В итоге дело Георгия Жженова (как и дело Сергея Чаплина) было передано в ведение Особого совещания при НКВД, внесудебного органа, выносившего приговоры заочно, в отсутствии обвиняемых. На дворе стоял конец августа 1939 года, в Кремле только что был подписан пакт Молотова-Риббентропа. Немецкий диктатор, сам того не желая, пришел на помощь советскому в его борьбе с «врагами народа». «Сталинский альянс с Гитлером окончательно развеял (надежды) многих тысяч жертв беззакония, томившихся в переполненных тюрьмах и все еще продолжавших верить, что арест – трагическое недоразумение, ошибка и не более того…» [274]
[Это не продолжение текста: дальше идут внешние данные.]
use crate::mzml::MzMLError;

/// Per-scan failures raised while turning mzML spectra into [`super::Scan`]s
///
/// Soft failures drop one scan and let the stream continue; fatal ones end
/// the stream.
#[derive(Debug, thiserror::Error)]
pub enum ScanError {
    /// The spectrum carries no scan start time
    #[error("spectrum {id}: missing scan start time")]
    MissingScanTime {
        /// Native spectrum ID
        id: String,
    },

    /// An MS2 spectrum without any precursor
    #[error("spectrum {id}: MS2 spectrum without precursor")]
    MissingPrecursor {
        /// Native spectrum ID
        id: String,
    },

    /// A precursor without a usable m/z value
    #[error("spectrum {id}: precursor has no m/z")]
    MalformedPrecursor {
        /// Native spectrum ID
        id: String,
    },

    /// An MS2 spectrum stored in profile mode
    #[error("spectrum {id}: MS2 spectrum is profile mode, not centroided")]
    ProfileSpectrum {
        /// Native spectrum ID
        id: String,
    },

    /// The native ID does not yield a scan index
    #[error("spectrum {id}: cannot parse scan index from native ID")]
    MissingScanIndex {
        /// Native spectrum ID
        id: String,
    },

    /// The spectrum carries no MS level
    #[error("spectrum {id}: missing MS level")]
    MissingMsLevel {
        /// Native spectrum ID
        id: String,
    },

    /// The underlying mzML stream is corrupt
    #[error("spectrum stream corrupted near byte {position} after {spectra_read} spectra: {source}")]
    Stream {
        /// Approximate byte offset in the decompressed stream
        position: u64,
        /// Number of spectra successfully read before the failure
        spectra_read: i64,
        /// Underlying parser error
        #[source]
        source: MzMLError,
    },
}

impl ScanError {
    /// Whether the failure ends the scan stream
    ///
    /// Missing scan time, malformed precursor headers and profile-mode MS2
    /// data are local to one scan. An unparsable scan index, a missing MS level or a broken
    /// document are treated as corruption of the run.
    pub fn is_fatal(&self) -> bool {
        matches!(
            self,
            ScanError::MissingScanIndex { .. }
                | ScanError::MissingMsLevel { .. }
                | ScanError::Stream { .. }
        )
    }
}
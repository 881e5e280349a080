//! Feature matching and chimeric spectrum splitting
//!
//! For every precursor of an MS2 scan the matcher looks up the features whose
//! m/z falls inside the isolation window and keeps those eluting at the scan's
//! retention time. Each kept feature becomes one [`PseudoSpectrum`] carrying
//! the scan's full peak list, so a chimeric scan is duplicated once per
//! co-isolated precursor. A multiply charged precursor without an exact
//! feature match also gets a fallback record built from its own m/z.
//!
//! Matching is a pure function of the scan, the feature table and the mass
//! offset; no state carries over between scans.

use crate::calibration::correct_mz;
use crate::features::{FeatureId, FeatureTable};
use crate::scan::{Peak, Scan, ScanPrecursor};

mod stats;

pub use stats::DemixStats;


/// Default full isolation window width in Th
pub const DEFAULT_ISOLATION_WIDTH: f64 = 4.0;

/// Default relative tolerance for an exact precursor-to-feature match
pub const DEFAULT_MS1_PRECISION: f64 = 1e-5;

/// What a pseudo-spectrum's precursor was taken from
#[derive(Debug, Clone, Copy, PartialEq)]
pub enum Assignment {
    /// A feature eluting at the scan time inside the isolation window
    Feature {
        /// Stable feature id
        id: FeatureId,
        /// Feature m/z
        mz: f64,
        /// Feature apex retention time in seconds
        rt_apex: f64,
    },
    /// No exact feature match: the scan's own precursor
    Unmatched,
}

impl Assignment {
    /// Whether the record comes from a feature
    pub fn is_feature(&self) -> bool {
        matches!(self, Assignment::Feature { .. })
    }
}

/// One output record: a scan's peaks under a corrected precursor assignment
#[derive(Debug, Clone, PartialEq)]
pub struct PseudoSpectrum<'s> {
    /// Acquisition index of the source scan
    pub scan_index: u64,
    /// Native ID of the source scan
    pub scan_title: &'s str,
    /// Retention time of the source scan in seconds
    pub retention_time: f64,
    /// Precursor as recorded in the source scan
    pub precursor: ScanPrecursor,
    /// Where the corrected precursor comes from
    pub assignment: Assignment,
    /// Offset-corrected precursor m/z
    pub corrected_mz: f64,
    /// Precursor charge written to the record
    pub charge: i32,
    /// Peak list of the source scan
    pub peaks: &'s [Peak],
}

impl PseudoSpectrum<'_> {
    /// Feature id as a string, `-` for fallback records
    pub fn label(&self) -> String {
        match self.assignment {
            Assignment::Feature { id, .. } => id.to_string(),
            Assignment::Unmatched => "-".to_string(),
        }
    }
}

/// All records produced from one scan
#[derive(Debug, Clone, Default, PartialEq)]
pub struct ScanSplit<'s> {
    /// Records in emission order
    pub spectra: Vec<PseudoSpectrum<'s>>,
    /// Precursors that produced no record
    pub dropped_precursors: usize,
    /// Precursors whose isolation window held two or more eluting features
    pub chimeric_precursors: usize,
}

impl ScanSplit<'_> {
    /// Number of feature-assigned records
    pub fn feature_records(&self) -> usize {
        self.spectra
            .iter()
            .filter(|s| s.assignment.is_feature())
            .count()
    }

    /// Whether any single precursor was assigned to more than one feature
    pub fn is_chimeric(&self) -> bool {
        self.chimeric_precursors > 0
    }
}

/// Matches scans against a feature table
#[derive(Debug, Clone, Copy)]
pub struct FeatureMatcher<'t> {
    table: &'t FeatureTable,
    offset_ppm: f64,
    half_width: f64,
    ms1_precision: f64,
}

impl<'t> FeatureMatcher<'t> {
    /// Create a matcher for a full isolation width in Th
    pub fn new(table: &'t FeatureTable, offset_ppm: f64, isolation_width: f64) -> Self {
        Self {
            table,
            offset_ppm,
            half_width: isolation_width / 2.0,
            ms1_precision: DEFAULT_MS1_PRECISION,
        }
    }

    /// Set the relative tolerance that counts as an exact match
    pub fn with_ms1_precision(mut self, ms1_precision: f64) -> Self {
        self.ms1_precision = ms1_precision;
        self
    }

    /// Mass offset applied to every precursor, in ppm
    pub fn offset_ppm(&self) -> f64 {
        self.offset_ppm
    }

    /// Split one scan into pseudo-spectra
    ///
    /// Non-MS2 scans yield nothing.
    pub fn split_scan<'s>(&self, scan: &'s Scan) -> ScanSplit<'s> {
        let mut split = ScanSplit::default();
        if !scan.is_ms2() {
            return split;
        }

        for precursor in &scan.precursors {
            let emitted = split.spectra.len();
            let exact = self.match_precursor(scan, precursor, &mut split.spectra);
            let charge = precursor.charge_or_zero();
            if split.spectra.len() - emitted > 1 {
                split.chimeric_precursors += 1;
            }

            if !exact && charge > 1 {
                split.spectra.push(PseudoSpectrum {
                    scan_index: scan.index,
                    scan_title: &scan.id,
                    retention_time: scan.retention_time,
                    precursor: *precursor,
                    assignment: Assignment::Unmatched,
                    corrected_mz: correct_mz(precursor.mz, self.offset_ppm),
                    charge,
                    peaks: &scan.peaks,
                });
            }
            if split.spectra.len() == emitted {
                split.dropped_precursors += 1;
            }
        }
        split
    }

    /// Push one record per eluting feature in the window
    ///
    /// Returns whether any of them is within `ms1_precision` of the
    /// precursor m/z.
    fn match_precursor<'s>(
        &self,
        scan: &'s Scan,
        precursor: &ScanPrecursor,
        out: &mut Vec<PseudoSpectrum<'s>>,
    ) -> bool {
        let pmz = precursor.mz;
        let mut exact = false;

        let candidates = self
            .table
            .candidates(pmz - self.half_width, pmz + self.half_width);
        for (id, feature) in candidates {
            if !feature.elutes_at(scan.retention_time) {
                continue;
            }
            if (pmz - feature.mz).abs() / pmz <= self.ms1_precision {
                exact = true;
            }
            out.push(PseudoSpectrum {
                scan_index: scan.index,
                scan_title: &scan.id,
                retention_time: scan.retention_time,
                precursor: *precursor,
                assignment: Assignment::Feature {
                    id,
                    mz: feature.mz,
                    rt_apex: feature.rt_apex,
                },
                corrected_mz: correct_mz(feature.mz, self.offset_ppm),
                charge: feature.charge,
                peaks: &scan.peaks,
            });
        }
        exact
    }
}
//! Streaming mzML parser using quick-xml
//!
//! Pull-based: the document is never held in memory, one `<spectrum>` element
//! is materialised at a time. Gzip-compressed input is detected from the file
//! suffix and inflated on the fly.

use std::io::BufRead;
use std::path::Path;

use quick_xml::Reader;

use crate::input::open_input;

pub use error::MzMLError;

mod error;
mod helpers;
mod spectrum;


/// Streaming parser for mzML files
pub struct MzMLStreamer<R: BufRead> {
    reader: Reader<R>,
    current_spectrum_index: i64,
}

impl MzMLStreamer<Box<dyn BufRead>> {
    /// Open an mzML file for streaming, inflating it if the name ends in `.gz`
    pub fn open<P: AsRef<Path>>(path: P) -> Result<Self, MzMLError> {
        Self::new(open_input(path)?)
    }
}

impl<R: BufRead> MzMLStreamer<R> {
    /// Create a new streamer from a BufRead source
    pub fn new(reader: R) -> Result<Self, MzMLError> {
        let mut xml_reader = Reader::from_reader(reader);
        xml_reader.config_mut().trim_text(true);

        Ok(Self {
            reader: xml_reader,
            current_spectrum_index: 0,
        })
    }

    /// Approximate byte position in the (decompressed) stream
    pub fn position(&self) -> u64 {
        self.reader.buffer_position()
    }

    /// Number of spectra read so far
    pub fn spectra_read(&self) -> i64 {
        self.current_spectrum_index
    }
}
Жженова вызвали в канцелярию, где в присутствии начальника тюрьмы объявили приговор (пять лет лагерей) и предложили расписаться в ознакомлении. «Правда сдохла», – через всю официальную бумагу крупными буквами вывел свежеиспеченный зэк и расписался. Чиновник, зачитавший приговор, пригрозил бунтарю карцером, но дело до этого не дошло.
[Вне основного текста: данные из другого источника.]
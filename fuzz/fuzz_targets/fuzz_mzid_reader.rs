#![no_main]

use libfuzzer_sys::fuzz_target;
use std::io::Cursor;

use demix::identification::{IdentificationSummary, MzIdentMLReader};

fuzz_target!(|data: &[u8]| {
    let reader = MzIdentMLReader::new(Cursor::new(data), "fuzz");
    let _ = IdentificationSummary::collect(reader.take(1000), 0.005);
});
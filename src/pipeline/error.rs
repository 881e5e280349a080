use std::path::PathBuf;

use crate::calibration::CalibrationError;
use crate::features::FeatureError;
use crate::identification::IdentificationError;
use crate::mgf::MgfError;
use crate::mzml::MzMLError;

/// Errors that abort a demixing run
///
/// Stream corruption found while matching is not among them: it ends the
/// run early and is reported in [`super::DemixOutcome::truncation`].
#[derive(Debug, thiserror::Error)]
pub enum DemixError {
    /// Reading the identification table failed
    #[error("identification table: {0}")]
    Identification(#[from] IdentificationError),

    /// No usable calibration could be derived
    #[error("calibration: {0}")]
    Calibration(#[from] CalibrationError),

    /// Reading the feature table failed
    #[error("feature table: {0}")]
    Features(#[from] FeatureError),

    /// The spectra file could not be opened
    #[error("cannot open spectra {}: {source}", path.display())]
    Spectra {
        /// Spectra path
        path: PathBuf,
        /// Underlying error
        #[source]
        source: MzMLError,
    },

    /// Writing the output failed
    #[error("output: {0}")]
    Output(#[from] MgfError),

    /// Settings out of range
    #[error("invalid configuration: {0}")]
    InvalidConfig(String),
}
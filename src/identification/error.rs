use std::path::PathBuf;

/// Errors raised while reading an mzIdentML file
#[derive(Debug, thiserror::Error)]
pub enum IdentificationError {
    /// The file could not be opened
    #[error("cannot open {}: {source}", path.display())]
    IoError {
        /// Path that failed to open
        path: PathBuf,
        /// Underlying I/O error
        source: std::io::Error,
    },

    /// The document is not well-formed XML
    #[error("{source_name}: XML error near byte {position}: {source}")]
    XmlError {
        /// File name (or other label) of the input
        source_name: String,
        /// Approximate byte offset of the failure
        position: u64,
        /// Underlying parser error
        #[source]
        source: quick_xml::Error,
    },

    /// The document ends inside a `SpectrumIdentificationResult`
    #[error("{source_name}: document ends inside result for spectrum {spectrum_id}")]
    Truncated {
        /// File name (or other label) of the input
        source_name: String,
        /// `spectrumID` of the unfinished result
        spectrum_id: String,
    },

    /// A required attribute or parameter is absent from a match
    #[error("{source_name}: spectrum {spectrum_id}: missing {field}")]
    MissingField {
        /// File name (or other label) of the input
        source_name: String,
        /// `spectrumID` of the enclosing result
        spectrum_id: String,
        /// Name of the missing field
        field: &'static str,
    },

    /// A required field does not parse as a number
    #[error("{source_name}: spectrum {spectrum_id}: invalid {field} value {value:?}")]
    InvalidValue {
        /// File name (or other label) of the input
        source_name: String,
        /// `spectrumID` of the enclosing result
        spectrum_id: String,
        /// Name of the offending field
        field: &'static str,
        /// Raw text of the field
        value: String,
    },
}
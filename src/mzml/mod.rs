//! # mzML Parser Module
//!
//! Streaming parsing of mzML files, the XML-based community standard for mass
//! spectrometry data defined by HUPO-PSI. Only what the demixing pass needs is
//! extracted: native ID, MS level, scan time and its unit, precursor ions and
//! the m/z / intensity arrays.
//!
//! ## mzML Structure
//!
//! ```text
//! indexedmzML (optional wrapper)
//! └── mzML
//!     └── run
//!         └── spectrumList
//!             └── spectrum* (many)
//!                 ├── cvParam*
//!                 ├── scanList
//!                 ├── precursorList (for MS2+)
//!                 └── binaryDataArrayList
//!                     └── binaryDataArray*
//!                         ├── cvParam* (encoding info)
//!                         └── binary (base64 data)
//! ```

mod binary;
mod cv_params;
mod models;
pub mod streamer;

pub use binary::BinaryDecodeError;
pub use cv_params::{terms, CvParam};
pub use models::*;
pub use streamer::{MzMLError, MzMLStreamer};
use std::fmt;

use serde::Serialize;

use super::ScanSplit;
use crate::scan::ScanError;

/// Counters accumulated over a demixing run
#[derive(Debug, Clone, Copy, Default, PartialEq, Eq, Serialize)]
pub struct DemixStats {
    /// Scans read successfully, any MS level
    pub scans_read: usize,
    /// MS2 scans among them
    pub ms2_scans: usize,
    /// Scans skipped for a recoverable defect
    pub scans_skipped: usize,
    /// Skipped scans that were profile-mode MS2 spectra
    pub profile_scans: usize,
    /// Records assigned to a feature
    pub feature_records: usize,
    /// Fallback records built from the scan's own precursor
    pub fallback_records: usize,
    /// MS2 scans with a precursor assigned to two or more features
    pub chimeric_scans: usize,
    /// Precursors that produced no record
    pub dropped_precursors: usize,
}

impl DemixStats {
    /// Count one scan and what it was split into
    pub fn record_scan(&mut self, is_ms2: bool, split: &ScanSplit<'_>) {
        self.scans_read += 1;
        if !is_ms2 {
            return;
        }
        self.ms2_scans += 1;

        let features = split.feature_records();
        self.feature_records += features;
        self.fallback_records += split.spectra.len() - features;
        self.dropped_precursors += split.dropped_precursors;
        if split.is_chimeric() {
            self.chimeric_scans += 1;
        }
    }

    /// Count a scan skipped for a recoverable defect
    pub fn record_skip(&mut self, reason: &ScanError) {
        self.scans_skipped += 1;
        if matches!(reason, ScanError::ProfileSpectrum { .. }) {
            self.profile_scans += 1;
        }
    }

    /// Total records written
    pub fn records_written(&self) -> usize {
        self.feature_records + self.fallback_records
    }
}

impl fmt::Display for DemixStats {
    fn fmt(&self, f: &mut fmt::Formatter<'_>) -> fmt::Result {
        write!(
            f,
            "Read {} scans ({} MS2, {} skipped, {} profile); wrote {} records ({} feature, {} fallback); {} chimeric scans, {} precursors dropped",
            self.scans_read,
            self.ms2_scans,
            self.scans_skipped,
            self.profile_scans,
            self.records_written(),
            self.feature_records,
            self.fallback_records,
            self.chimeric_scans,
            self.dropped_precursors
        )
    }
}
Расписавшись в получении срока, Георгий перестал провожать каждый проведенный в тюрьме день «своеобразной молитвой»: «Еще одним днем ближе к свободе!» До него окончательно дошло, что свободы предстоит дожидаться много лет. Завтра, пишет он, из ворот тюрьмы выйдет не тот, кто год назад в нее вошел: не наивный паренек, веривший в справедливость, а взрослый, разочаровавшийся, хлебнувший горя человек, которому предстоят большие испытания. Правда, и в его юношеской вере в справедливость не оставалось места для тех, с кем, подобно его старшему брату, поступили не менее несправедливо. И точно так же пареньки, которых – нередко по чистой случайности – не засосало (или еще не засосало) в сталинскую мясорубку, продолжали считать, что живут в лучшем из миров, а те, кого посадили, с кем приключилось несчастье, отверженные, возможно, сами во всем виноваты. Ведь «органы» не ошибаются, а «чужая душа – потемки».
Люди, похоже, еще не понимали, что своим инстинктивным недоверием к ближнему – знакомому, соседу, отцу, брату, да просто человеку – они питают цепную реакцию террора, подыгрывают собственным палачам. Им надо было самим угодить в жернова террора, чтобы прозреть (и то не всегда).
Объявление приговоров воспринималось жертвами как нечто, настолько далекое от реальности и абсурдное, что они… хохотали: в комнате воцарялось лихорадочное веселье, бахтинская карнавальная атмосфера.
«Энкэвэдэшник с тремя кубарями в петлицах зачитывал приговоры:
– Сидоров!
– Есть!
– Отвечать как положено: имя, отчество, год рождения, статья, срок?
– Владимир Федорович, год рождения 1908, статья 58-10!
– Срок?
– Не знаю.
– Восемь лет!
– Премного благодарен, – общее веселье в толпе зэков. Сидоров смеется.
– Фейгин?
Фейгин скороговоркой:
– Есть Фейгин, Семен Матвеевич, 1904 года рождения, статья КРТД – “троцкист”. Срок не знаю.
– Десять лет! – общий хохот. Фейгин притворно плачет. И так далее и т. п.» [275].
Невольно спрашиваешь себя: разве это наше юродство, способность смеяться над собственным несчастьем не делают неизбывным само это несчастье, не позволяют ему, как дурному сну, повторяться веками?!
Обвиняемые понимали: объявленные сроки не просто «липовые», но и «резиновые»: самые короткие из них – трех- и пятилетние – одновременно и самые опасные; их могут в случае чего удвоить или утроить.
Последние часы пребывания в «Крестах», иронически замечает Жженов, начальство постаралось сделать особенно памятными.